┌──

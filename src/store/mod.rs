//! Optimistic entity store.
//!
//! An `EntityStore<R>` mirrors one server collection. Every mutation follows
//! the same three steps, each snapshot write happening synchronously:
//!
//! 1. apply the change to the snapshot (`Phase::OptimisticApplied`)
//! 2. await the gateway
//! 3. reconcile (`Phase::Confirmed`) or restore the captured state
//!    (`Phase::RolledBack`)
//!
//! The snapshot is never borrowed across an await, so interleaved operations
//! cannot tear each other's read-modify-write. Operations on different
//! identifiers are independent; two updates to the same identifier resolve
//! in response-arrival order.
//!
//! Consumers read through `snapshot()` / `view()` or `subscribe()` to a
//! watch channel that fires on every change.

mod load;
mod mutate;
mod snapshot;

#[cfg(test)]
mod tests;

pub use load::LoadOutcome;
pub use snapshot::Snapshot;

use chrono::{DateTime, Utc};
use std::sync::Arc;
use tokio::sync::watch;
use tracing::debug;

use crate::error::StoreError;
use crate::notify::{Notifier, TracingNotifier};
use crate::query::QueryDescriptor;
use crate::record::{Named, Record, TempIds};
use crate::resolver::{NameResolver, Resolvers};
use crate::gateway::Gateway;

use load::LoadGate;

/// Lifecycle of one optimistic mutation.
#[derive(Debug, Clone, Copy, PartialEq, Eq)]
pub enum Phase {
  Idle,
  OptimisticApplied,
  Confirmed,
  RolledBack,
}

pub struct EntityStore<R: Record> {
  gateway: Arc<dyn Gateway<R>>,
  resolvers: Resolvers,
  notifier: Arc<dyn Notifier>,
  state: watch::Sender<Snapshot<R>>,
  loads: LoadGate,
  temp_ids: TempIds,
}

impl<R: Record> EntityStore<R> {
  pub fn new(gateway: Arc<dyn Gateway<R>>) -> Self {
    let (state, _) = watch::channel(Snapshot::default());
    Self {
      gateway,
      resolvers: Resolvers::new(),
      notifier: Arc::new(TracingNotifier),
      state,
      loads: LoadGate::default(),
      temp_ids: TempIds::new(),
    }
  }

  /// Name lookups used when drafting temporary records.
  pub fn with_resolvers(mut self, resolvers: Resolvers) -> Self {
    self.resolvers = resolvers;
    self
  }

  pub fn with_notifier(mut self, notifier: Arc<dyn Notifier>) -> Self {
    self.notifier = notifier;
    self
  }

  /// Initial descriptor used by `reload` before any explicit load.
  pub fn with_query(self, query: QueryDescriptor) -> Self {
    self.state.send_modify(|s| s.query = query);
    self
  }

  // ==========================================================================
  // Reads
  // ==========================================================================

  pub fn snapshot(&self) -> Snapshot<R> {
    self.state.borrow().clone()
  }

  /// Reactive handle; `changed()` resolves after every snapshot update.
  pub fn subscribe(&self) -> watch::Receiver<Snapshot<R>> {
    self.state.subscribe()
  }

  /// Run a pure computation over the current collection.
  pub fn view<T>(&self, f: impl FnOnce(&[R]) -> T) -> T {
    f(&self.state.borrow().items)
  }

  pub fn items(&self) -> Vec<R> {
    self.state.borrow().items.clone()
  }

  pub fn get(&self, id: &str) -> Option<R> {
    self.state.borrow().get(id).cloned()
  }

  /// Like `get`, failing with `NotFound` when the record is not loaded.
  pub fn require(&self, id: &str) -> Result<R, StoreError> {
    self.get(id).ok_or_else(|| StoreError::NotFound {
      entity: R::entity_type(),
      id: id.to_string(),
    })
  }

  pub fn total_count(&self) -> usize {
    self.state.borrow().total_count
  }

  pub fn is_loading(&self) -> bool {
    self.state.borrow().loading
  }

  pub fn error(&self) -> Option<String> {
    self.state.borrow().error.clone()
  }

  pub fn last_synced(&self) -> Option<DateTime<Utc>> {
    self.state.borrow().last_synced
  }

  pub fn query(&self) -> QueryDescriptor {
    self.state.borrow().query.clone()
  }

  pub fn is_pending(&self, id: &str) -> bool {
    self.state.borrow().pending.contains(id)
  }

  /// `OptimisticApplied` while a mutation on `id` awaits the server.
  pub fn phase(&self, id: &str) -> Phase {
    if self.is_pending(id) {
      Phase::OptimisticApplied
    } else {
      Phase::Idle
    }
  }

  /// Acknowledge the current error message.
  pub fn clear_error(&self) {
    self.state.send_if_modified(|s| s.error.take().is_some());
  }

  // ==========================================================================
  // Internal helpers
  // ==========================================================================

  fn transition(&self, operation: &'static str, id: &str, phase: Phase) {
    debug!(entity = R::entity_type(), operation, id, ?phase, "mutation phase");
  }

  /// Record a user-facing error and forward it to the notifier.
  fn report(&self, message: String) {
    self.notifier.error(&message);
    self.state.send_modify(|s| s.error = Some(message));
  }

  fn fallback(action: &str) -> String {
    format!("Could not {} {}. Please try again.", action, R::entity_type())
  }

  fn collection_label() -> String {
    R::resource().replace('-', " ")
  }
}

impl<R: Record + Named> NameResolver for EntityStore<R> {
  fn resolve(&self, id: &str) -> Option<String> {
    self.state.borrow().get(id).map(|r| r.name().to_string())
  }
}
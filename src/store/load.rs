//! Read paths: paginated loads with latest-wins supersession, and cache-first
//! lookups.

use chrono::Utc;
use std::future::Future;
use std::sync::atomic::{AtomicU64, Ordering};
use tracing::{debug, info, warn};

use super::EntityStore;
use crate::cache::{CacheResult, QueryKey};
use crate::error::StoreError;
use crate::gateway::{Response, SearchPayload};
use crate::query::{Filters, QueryDescriptor, SortDirection};
use crate::record::Record;

/// What became of a paginated load.
#[derive(Debug, Clone, Copy, PartialEq, Eq)]
pub enum LoadOutcome {
  /// The page replaced the collection
  Applied,
  /// A newer load was issued while this one was in flight; its result was
  /// dropped
  Superseded,
  /// The gateway failed; the error slot holds the message
  Failed,
}

/// Tickets for paginated loads. Only the most recently issued ticket may
/// write its result, so a slow stale response can never overwrite a newer
/// one. The in-flight request itself is not cancelled.
#[derive(Debug, Default)]
pub(super) struct LoadGate {
  latest: AtomicU64,
}

#[derive(Debug, Clone, Copy, PartialEq, Eq)]
pub(super) struct LoadTicket(u64);

impl LoadGate {
  pub(super) fn issue(&self) -> LoadTicket {
    LoadTicket(self.latest.fetch_add(1, Ordering::SeqCst) + 1)
  }

  pub(super) fn is_current(&self, ticket: LoadTicket) -> bool {
    self.latest.load(Ordering::SeqCst) == ticket.0
  }
}

impl<R: Record> EntityStore<R> {
  /// Load one page, replacing the collection and the authoritative count.
  ///
  /// Failures are recorded in the error slot rather than returned.
  pub async fn load_paginated(&self, query: QueryDescriptor) -> LoadOutcome {
    let ticket = self.loads.issue();
    let key = QueryKey::Page(query.clone());

    let mut epoch = 0;
    self.state.send_modify(|s| {
      s.loading = true;
      if s.query != query {
        // A different page/search/sort invalidates everything memoized
        s.cache.clear();
        s.query = query.clone();
      }
      epoch = s.cache.epoch();
    });
    debug!(entity = R::entity_type(), query = %key.description(), "loading");

    let result = self.gateway.list(&query).await;

    if !self.loads.is_current(ticket) {
      debug!(entity = R::entity_type(), query = %key.description(), "load superseded");
      return LoadOutcome::Superseded;
    }

    match result {
      Ok(page) => {
        info!(
          entity = R::entity_type(),
          query = %key.description(),
          items = page.items.len(),
          total = page.total_count,
          "page loaded"
        );
        self.state.send_modify(|s| {
          s.cache.insert_at(epoch, &key, page.items.clone());
          s.items = page.items;
          s.total_count = page.total_count;
          s.loading = false;
          s.last_synced = Some(Utc::now());
        });
        LoadOutcome::Applied
      }
      Err(error) => {
        warn!(entity = R::entity_type(), %error, "load failed");
        let message = error.user_message(&format!(
          "Could not load {}. Please try again.",
          Self::collection_label()
        ));
        self.state.send_modify(|s| s.loading = false);
        self.report(message);
        LoadOutcome::Failed
      }
    }
  }

  /// Reload the current descriptor.
  pub async fn reload(&self) -> LoadOutcome {
    self.load_paginated(self.query()).await
  }

  pub async fn set_page(&self, page: usize) -> LoadOutcome {
    self.load_paginated(self.query().with_page(page)).await
  }

  /// New search term; restarts at the first page.
  pub async fn set_search(&self, term: &str) -> LoadOutcome {
    self
      .load_paginated(self.query().with_page(0).with_search(term))
      .await
  }

  pub async fn set_sort(&self, column: &str, direction: SortDirection) -> LoadOutcome {
    self
      .load_paginated(self.query().with_sort(column, direction))
      .await
  }

  /// Cache-first free-text lookup. Failures yield an empty list and are
  /// recorded in the error slot.
  pub async fn search(&self, term: &str, limit: usize, filters: &Filters) -> Vec<R> {
    let key = QueryKey::Search {
      term: term.to_string(),
      limit,
      filters: filters.clone(),
    };
    let result = self
      .lookup(key, self.gateway.search(term, limit, filters))
      .await;
    debug!(
      entity = R::entity_type(),
      term,
      hit = result.is_hit(),
      found = result.data.len(),
      "search"
    );
    result.data
  }

  /// Cache-first fetch of the `limit` most recent records.
  pub async fn recent(&self, limit: usize) -> Vec<R> {
    let result = self
      .lookup(QueryKey::Recent { limit }, self.gateway.recent(limit))
      .await;
    debug!(entity = R::entity_type(), limit, hit = result.is_hit(), "recent");
    result.data
  }

  async fn lookup<F>(&self, key: QueryKey, fetch: F) -> CacheResult<Vec<R>>
  where
    F: Future<Output = Result<Response<SearchPayload<R>>, StoreError>>,
  {
    let (hit, epoch) = {
      let state = self.state.borrow();
      let hit = state
        .cache
        .get(&key)
        .map(|cached| (cached.entities.clone(), cached.cached_at));
      (hit, state.cache.epoch())
    };

    if let Some((entities, cached_at)) = hit {
      return CacheResult::from_cache(entities, cached_at);
    }

    match fetch.await.and_then(Response::into_result) {
      Ok(payload) => {
        let items = payload.into_items();
        let stored = self
          .state
          .send_if_modified(|s| s.cache.insert_at(epoch, &key, items.clone()));
        if !stored {
          debug!(entity = R::entity_type(), query = %key.description(), "cache invalidated during fetch");
        }
        CacheResult::from_network(items)
      }
      Err(error) => {
        warn!(entity = R::entity_type(), query = %key.description(), %error, "lookup failed");
        self.report(error.user_message(&format!(
          "Could not search {}. Please try again.",
          Self::collection_label()
        )));
        CacheResult::from_network(Vec::new())
      }
    }
  }
}
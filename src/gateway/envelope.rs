//! Serde types for the backend's response shapes.
//!
//! Endpoints answer in one of two shapes: the raw payload, or a `Result`
//! envelope (`isSuccess` / `value` / `error`). Both are normalized into
//! `Result<T, StoreError>` here so stores never branch on the shape.

use serde::{de::DeserializeOwned, Deserialize, Serialize};
use serde_json::Value;

use crate::error::StoreError;

// ============================================================================
// Envelope
// ============================================================================

#[derive(Debug, Clone, PartialEq, Eq, Default, Serialize, Deserialize)]
pub struct ApiError {
  #[serde(default)]
  pub message: Option<String>,
  #[serde(default)]
  pub code: Option<String>,
}

#[derive(Debug, Clone, PartialEq, Serialize, Deserialize)]
#[serde(rename_all = "camelCase")]
pub struct Envelope<T> {
  pub is_success: bool,
  pub value: Option<T>,
  #[serde(default)]
  pub error: Option<ApiError>,
}

impl<T> Envelope<T> {
  pub fn success(value: T) -> Self {
    Self {
      is_success: true,
      value: Some(value),
      error: None,
    }
  }
}

/// A gateway reply in either shape.
#[derive(Debug, Clone, PartialEq)]
pub enum Response<T> {
  Raw(T),
  Envelope(Envelope<T>),
}

impl<T> Response<T> {
  pub fn into_result(self) -> Result<T, StoreError> {
    match self {
      Response::Raw(value) => Ok(value),
      Response::Envelope(envelope) if envelope.is_success => envelope
        .value
        .ok_or_else(|| StoreError::Decode("successful envelope without a value".to_string())),
      Response::Envelope(envelope) => {
        let error = envelope.error.unwrap_or_default();
        Err(StoreError::Rejected {
          status: None,
          code: error.code,
          message: error.message,
        })
      }
    }
  }

  pub fn map<U>(self, f: impl FnOnce(T) -> U) -> Response<U> {
    match self {
      Response::Raw(value) => Response::Raw(f(value)),
      Response::Envelope(envelope) => Response::Envelope(Envelope {
        is_success: envelope.is_success,
        value: envelope.value.map(f),
        error: envelope.error,
      }),
    }
  }
}

impl<T: DeserializeOwned> Response<T> {
  /// Detect the shape of a JSON body and decode it.
  pub fn from_json(value: Value) -> Result<Self, StoreError> {
    if is_envelope(&value) {
      let envelope: Envelope<T> =
        serde_json::from_value(value).map_err(|e| StoreError::Decode(e.to_string()))?;
      Ok(Response::Envelope(envelope))
    } else {
      let raw: T = serde_json::from_value(value).map_err(|e| StoreError::Decode(e.to_string()))?;
      Ok(Response::Raw(raw))
    }
  }
}

fn is_envelope(value: &Value) -> bool {
  value
    .as_object()
    .map(|obj| obj.get("isSuccess").map(Value::is_boolean).unwrap_or(false))
    .unwrap_or(false)
}

// ============================================================================
// Payloads
// ============================================================================

/// Search results arrive either as a bare list or wrapped in `items`.
#[derive(Debug, Clone, PartialEq, Serialize, Deserialize)]
#[serde(untagged)]
pub enum SearchPayload<R> {
  List(Vec<R>),
  Paged { items: Vec<R> },
}

impl<R> SearchPayload<R> {
  pub fn into_items(self) -> Vec<R> {
    match self {
      SearchPayload::List(items) => items,
      SearchPayload::Paged { items } => items,
    }
  }
}

/// Identifier returned by create/update: a string, a number, or `{ "id": .. }`.
#[derive(Debug, Clone, PartialEq, Eq, Deserialize)]
#[serde(untagged)]
pub enum IdPayload {
  Text(String),
  Number(i64),
  Object { id: IdValue },
}

#[derive(Debug, Clone, PartialEq, Eq, Deserialize)]
#[serde(untagged)]
pub enum IdValue {
  Text(String),
  Number(i64),
}

impl From<IdPayload> for String {
  fn from(payload: IdPayload) -> Self {
    match payload {
      IdPayload::Text(s) | IdPayload::Object { id: IdValue::Text(s) } => s,
      IdPayload::Number(n) | IdPayload::Object { id: IdValue::Number(n) } => n.to_string(),
    }
  }
}

/// Structured error body of a non-2xx response.
#[derive(Debug, Clone, Default, Deserialize)]
#[serde(rename_all = "camelCase")]
pub struct ApiErrorBody {
  #[serde(default)]
  pub user_message: Option<String>,
  #[serde(default)]
  pub message: Option<String>,
  #[serde(default)]
  pub detail: Option<String>,
  #[serde(default)]
  pub code: Option<String>,
  /// Some endpoints wrap the failure in an envelope instead
  #[serde(default)]
  pub error: Option<ApiError>,
}

impl ApiErrorBody {
  pub fn into_error(self, status: u16) -> StoreError {
    let nested = self.error.unwrap_or_default();
    StoreError::Rejected {
      status: Some(status),
      code: self.code.or(nested.code),
      message: self
        .user_message
        .or(self.message)
        .or(self.detail)
        .or(nested.message),
    }
  }
}
#[tokio::test]
async fn test_offline_account_create_rolls_back() {
  let (gateway, store, notifier) =
    loaded(vec![account("a1", "Checking", 500), account("a2", "Wallet", 40)]).await;
  let before = store.snapshot();
  gateway.set_offline(true);

  let result = store
    .create(AccountInput {
      name: "Savings".to_string(),
      balance: Decimal::from(100),
      account_type: None,
      currency: None,
    })
    .await;

  assert!(matches!(result, Err(StoreError::Transport(_))));
  assert_eq!(store.items(), before.items);
  assert_eq!(store.total_count(), 2);
  assert!(store.snapshot().pending.is_empty());
  let message = "Could not create account. Please try again.";
  assert_eq!(store.error().as_deref(), Some(message));
  assert_eq!(notifier.errors.lock().unwrap().as_slice(), [message]);
}

#[tokio::test]
async fn test_rejected_envelope_message_reaches_user() {
  let (gateway, store, _) = loaded(five_categories()).await;
  gateway.use_envelopes(true);
  gateway.fail_next(StoreError::rejected("A category named Food already exists"));

  let result = store
    .create(CategoryInput {
      name: "Food".to_string(),
      description: None,
    })
    .await;

  assert!(result.is_err());
  assert_eq!(store.items().len(), 5);
  assert_eq!(
    store.error().as_deref(),
    Some("A category named Food already exists")
  );
}

#[tokio::test]
async fn test_draft_resolves_names_from_sibling_store() {
  let (_, categories, _) = loaded(vec![category("cat-9", "Dining out")]).await;
  let categories = Arc::new(categories);
  let gateway = Arc::new(InMemoryGateway::<Expense>::new());
  let expenses = EntityStore::new(gateway)
    .with_resolvers(Resolvers::new().with(Role::Category, categories.clone()));

  let mut display = DisplayOverrides::new();
  display.insert(Role::Account, "Joint".to_string());
  let id = expenses
    .create(ExpenseInput {
      amount: Decimal::from(12),
      date: NaiveDate::from_ymd_opt(2024, 3, 4).unwrap(),
      description: None,
      category_id: "cat-9".to_string(),
      concept_id: None,
      provider_id: None,
      payment_method_id: None,
      account_id: "acc-7".to_string(),
      display,
    })
    .await
    .unwrap();

  let created = expenses.require(&id).unwrap();
  assert_eq!(created.category_name, "Dining out");
  assert_eq!(created.account_name, "Joint");
  assert_eq!(expenses.items()[0].id, id);
}

// ============================================================================
// Update
// ============================================================================

#[tokio::test]
async fn test_failed_update_restores_exact_record() {
  let mut food = category("c2", "Food");
  food.description = Some("Supermarket and markets".to_string());
  let (gateway, store, _) = loaded(vec![category("c1", "Bills"), food.clone()]).await;
  gateway.fail_next(StoreError::Transport("connection reset".to_string()));

  let result = store
    .update(
      "c2",
      CategoryPatch {
        name: Some("Groceries".to_string()),
        description: Some("changed".to_string()),
      },
    )
    .await;

  assert!(result.is_err());
  assert_eq!(store.get("c2"), Some(food));
  assert!(!store.is_pending("c2"));
  assert_eq!(
    store.error().as_deref(),
    Some("Could not update category. Please try again.")
  );
}

#[tokio::test]
async fn test_update_keeps_merge_and_invalidates_cache() {
  let (gateway, store, _) = loaded(five_categories()).await;
  store.search("foo", 5, &Filters::new()).await;

  let id = store
    .update(
      "c2",
      CategoryPatch {
        name: Some("Groceries".to_string()),
        ..CategoryPatch::default()
      },
    )
    .await
    .unwrap();

  assert_eq!(id, "c2");
  assert_eq!(store.get("c2").unwrap().name, "Groceries");
  assert_eq!(gateway.records()[1].name, "Groceries");
  store.search("foo", 5, &Filters::new()).await;
  assert_eq!(gateway.calls(Call::Search), 2);
}

#[tokio::test]
async fn test_update_of_unloaded_record_still_dispatches() {
  let (gateway, store, _) = loaded(five_categories()).await;
  let before = store.items();

  let result = store
    .update(
      "missing",
      CategoryPatch {
        name: Some("Ghost".to_string()),
        ..CategoryPatch::default()
      },
    )
    .await;

  assert!(matches!(
    result,
    Err(StoreError::Rejected {
      status: Some(404),
      ..
    })
  ));
  assert_eq!(gateway.calls(Call::Update), 1);
  assert_eq!(store.items(), before);
  assert_eq!(
    store.error().as_deref(),
    Some("category missing does not exist")
  );
}

// ============================================================================
// Delete
// ============================================================================

#[tokio::test]
async fn test_delete_removes_immediately_and_on_confirm() {
  let (gateway, store, _) = loaded(five_categories()).await;
  let synced_at_load = store.last_synced().unwrap();
  gateway.set_latency(Duration::from_millis(30));

  let observe = async {
    tokio::time::sleep(Duration::from_millis(5)).await;
    assert_eq!(store.items().len(), 4);
    assert_eq!(store.total_count(), 4);
    assert!(store.is_pending("c3"));
  };
  let (deleted, ()) = tokio::join!(store.delete("c3"), observe);

  deleted.unwrap();
  assert_eq!(store.items().len(), 4);
  assert_eq!(store.total_count(), 4);
  assert!(store.get("c3").is_none());
  assert!(!store.is_pending("c3"));
  assert!(store.last_synced().unwrap() > synced_at_load);
  assert_eq!(gateway.records().len(), 4);
}

#[tokio::test]
async fn test_failed_delete_restores_order_and_count() {
  let (gateway, store, _) = loaded(five_categories()).await;
  gateway.set_offline(true);

  assert!(store.delete("c3").await.is_err());

  assert_eq!(names(&store), vec!["Bills", "Food", "Health", "Rent", "Travel"]);
  assert_eq!(store.total_count(), 5);
  assert_eq!(
    store.error().as_deref(),
    Some("Could not delete category. Please try again.")
  );
}

#[tokio::test]
async fn test_failed_delete_under_descending_sort_keeps_server_order() {
  let mut descending = five_categories();
  descending.reverse();
  let (gateway, store, _) = loaded(descending).await;
  assert_eq!(
    store.set_sort("name", SortDirection::Desc).await,
    LoadOutcome::Applied
  );
  gateway.set_offline(true);

  assert!(store.delete("c4").await.is_err());

  assert_eq!(names(&store), vec!["Travel", "Rent", "Health", "Food", "Bills"]);
  assert_eq!(store.total_count(), 5);
}

#[tokio::test]
async fn test_create_under_descending_sort_goes_to_head() {
  let mut descending = five_categories();
  descending.reverse();
  let (_, store, _) = loaded(descending).await;
  store.set_sort("name", SortDirection::Desc).await;

  store
    .create(CategoryInput {
      name: "Gifts".to_string(),
      description: None,
    })
    .await
    .unwrap();

  assert_eq!(names(&store)[0], "Gifts");
}

#[tokio::test]
async fn test_failed_delete_never_raises_a_zero_count() {
  let (gateway, store, _) = loaded(five_categories()).await;
  store.state.send_modify(|s| s.total_count = 0);
  gateway.set_offline(true);

  assert!(store.delete("c2").await.is_err());

  assert_eq!(store.total_count(), 0);
  assert_eq!(store.items().len(), 5);
}

#[tokio::test]
async fn test_failed_delete_returns_dated_record_to_its_index() {
  let (gateway, store, _) = loaded(vec![
    expense("e3", 30, 3),
    expense("e2", 20, 2),
    expense("e1", 10, 1),
  ])
  .await;
  gateway.fail_next(StoreError::Transport("timeout".to_string()));

  assert!(store.delete("e2").await.is_err());

  let ids: Vec<String> = store.items().into_iter().map(|e| e.id).collect();
  assert_eq!(ids, vec!["e3", "e2", "e1"]);
  assert_eq!(store.total_count(), 3);
}

// ============================================================================
// Search / recent
// ============================================================================

#[tokio::test]
async fn test_repeated_search_is_served_from_cache() {
  let (gateway, store, _) = loaded(five_categories()).await;

  let first = store.search("Food", 10, &Filters::new()).await;
  let second = store.search("Food", 10, &Filters::new()).await;

  assert_eq!(first, second);
  assert_eq!(first.len(), 1);
  assert_eq!(gateway.calls(Call::Search), 1);
}

#[tokio::test]
async fn test_differently_written_terms_are_fetched_separately() {
  let (gateway, store, _) = loaded(five_categories()).await;

  store.search("Food", 10, &Filters::new()).await;
  store.search("food", 10, &Filters::new()).await;
  store.search(" Food ", 10, &Filters::new()).await;

  assert_eq!(gateway.calls(Call::Search), 3);
  assert_eq!(store.snapshot().cache.len(), 4);
}

#[tokio::test]
async fn test_mutation_invalidates_search_cache() {
  let (gateway, store, _) = loaded(five_categories()).await;
  store.recent(3).await;
  store.search("r", 10, &Filters::new()).await;

  store
    .create(CategoryInput {
      name: "Rates".to_string(),
      description: None,
    })
    .await
    .unwrap();
  assert!(store.snapshot().cache.is_empty());

  let recent = store.recent(3).await;
  assert_eq!(recent[0].name, "Rates");
  assert_eq!(gateway.calls(Call::Recent), 2);
}

#[tokio::test]
async fn test_confirmed_delete_invalidates_search_cache() {
  let (gateway, store, notifier) = loaded(five_categories()).await;
  assert_eq!(store.search("Rent", 10, &Filters::new()).await.len(), 1);

  store.delete("c4").await.unwrap();
  assert!(store.snapshot().cache.is_empty());

  assert!(store.search("Rent", 10, &Filters::new()).await.is_empty());
  assert_eq!(gateway.calls(Call::Search), 2);
  assert_eq!(
    notifier.successes.lock().unwrap().as_slice(),
    ["Deleted category".to_string()]
  );
}

#[tokio::test]
async fn test_search_failure_returns_empty() {
  let (gateway, store, _) = loaded(five_categories()).await;
  gateway.set_offline(true);

  assert!(store.search("food", 10, &Filters::new()).await.is_empty());
  assert_eq!(
    store.error().as_deref(),
    Some("Could not search categories. Please try again.")
  );
  assert_eq!(store.snapshot().cache.len(), 1);
}

// ============================================================================
// Error slot, concurrency, subscription
// ============================================================================

#[tokio::test]
async fn test_error_is_sticky_until_cleared() {
  let (gateway, store, _) = loaded(five_categories()).await;
  gateway.fail_next(StoreError::Transport("down".to_string()));
  assert_eq!(store.reload().await, LoadOutcome::Failed);

  assert_eq!(store.reload().await, LoadOutcome::Applied);
  assert!(store.error().is_some());

  store.clear_error();
  assert!(store.error().is_none());
}

#[tokio::test]
async fn test_operations_on_different_ids_are_independent() {
  let (gateway, store, _) = loaded(five_categories()).await;
  // The update enters the gateway first and takes the queued failure
  gateway.fail_next(StoreError::Transport("reset".to_string()));

  let (updated, deleted) = tokio::join!(
    store.update(
      "c1",
      CategoryPatch {
        name: Some("Utilities".to_string()),
        ..CategoryPatch::default()
      },
    ),
    store.delete("c5"),
  );

  assert!(updated.is_err());
  assert!(deleted.is_ok());
  assert_eq!(names(&store), vec!["Bills", "Food", "Health", "Rent"]);
  assert_eq!(store.total_count(), 4);
}

#[tokio::test]
async fn test_subscribers_see_every_change() {
  let (_, store, _) = loaded(five_categories()).await;
  let mut rx = store.subscribe();
  rx.borrow_and_update();

  store.delete("c1").await.unwrap();

  assert!(rx.has_changed().unwrap());
  assert_eq!(rx.borrow_and_update().items.len(), 4);
}

#[tokio::test]
async fn test_store_resolves_names_of_loaded_records() {
  let (_, store, _) = loaded(five_categories()).await;

  assert_eq!(store.resolve("c4").as_deref(), Some("Rent"));
  assert_eq!(store.resolve("nope"), None);
  assert!(matches!(
    store.require("nope"),
    Err(StoreError::NotFound { entity: "category", .. })
  ));
}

└──

Repeat exactly the lines of the listing above, from the one with "pub fn items(&self)" down to the one with "impl<R: Record +"; both of those lines belong in the range.

**RESPONSE TO THIS TASK**:
  pub fn items(&self) -> Vec<R> {
    self.state.borrow().items.clone()
  }

  pub fn get(&self, id: &str) -> Option<R> {
    self.state.borrow().get(id).cloned()
  }

  /// Like `get`, failing with `NotFound` when the record is not loaded.
  pub fn require(&self, id: &str) -> Result<R, StoreError> {
    self.get(id).ok_or_else(|| StoreError::NotFound {
      entity: R::entity_type(),
      id: id.to_string(),
    })
  }

  pub fn total_count(&self) -> usize {
    self.state.borrow().total_count
  }

  pub fn is_loading(&self) -> bool {
    self.state.borrow().loading
  }

  pub fn error(&self) -> Option<String> {
    self.state.borrow().error.clone()
  }

  pub fn last_synced(&self) -> Option<DateTime<Utc>> {
    self.state.borrow().last_synced
  }

  pub fn query(&self) -> QueryDescriptor {
    self.state.borrow().query.clone()
  }

  pub fn is_pending(&self, id: &str) -> bool {
    self.state.borrow().pending.contains(id)
  }

  /// `OptimisticApplied` while a mutation on `id` awaits the server.
  pub fn phase(&self, id: &str) -> Phase {
    if self.is_pending(id) {
      Phase::OptimisticApplied
    } else {
      Phase::Idle
    }
  }

  /// Acknowledge the current error message.
  pub fn clear_error(&self) {
    self.state.send_if_modified(|s| s.error.take().is_some());
  }

  // ==========================================================================
  // Internal helpers
  // ==========================================================================

  fn transition(&self, operation: &'static str, id: &str, phase: Phase) {
    debug!(entity = R::entity_type(), operation, id, ?phase, "mutation phase");
  }

  /// Record a user-facing error and forward it to the notifier.
  fn report(&self, message: String) {
    self.notifier.error(&message);
    self.state.send_modify(|s| s.error = Some(message));
  }

  fn fallback(action: &str) -> String {
    format!("Could not {} {}. Please try again.", action, R::entity_type())
  }

  fn collection_label() -> String {
    R::resource().replace('-', " ")
  }
}

impl<R: Record + Named> NameResolver for EntityStore<R> {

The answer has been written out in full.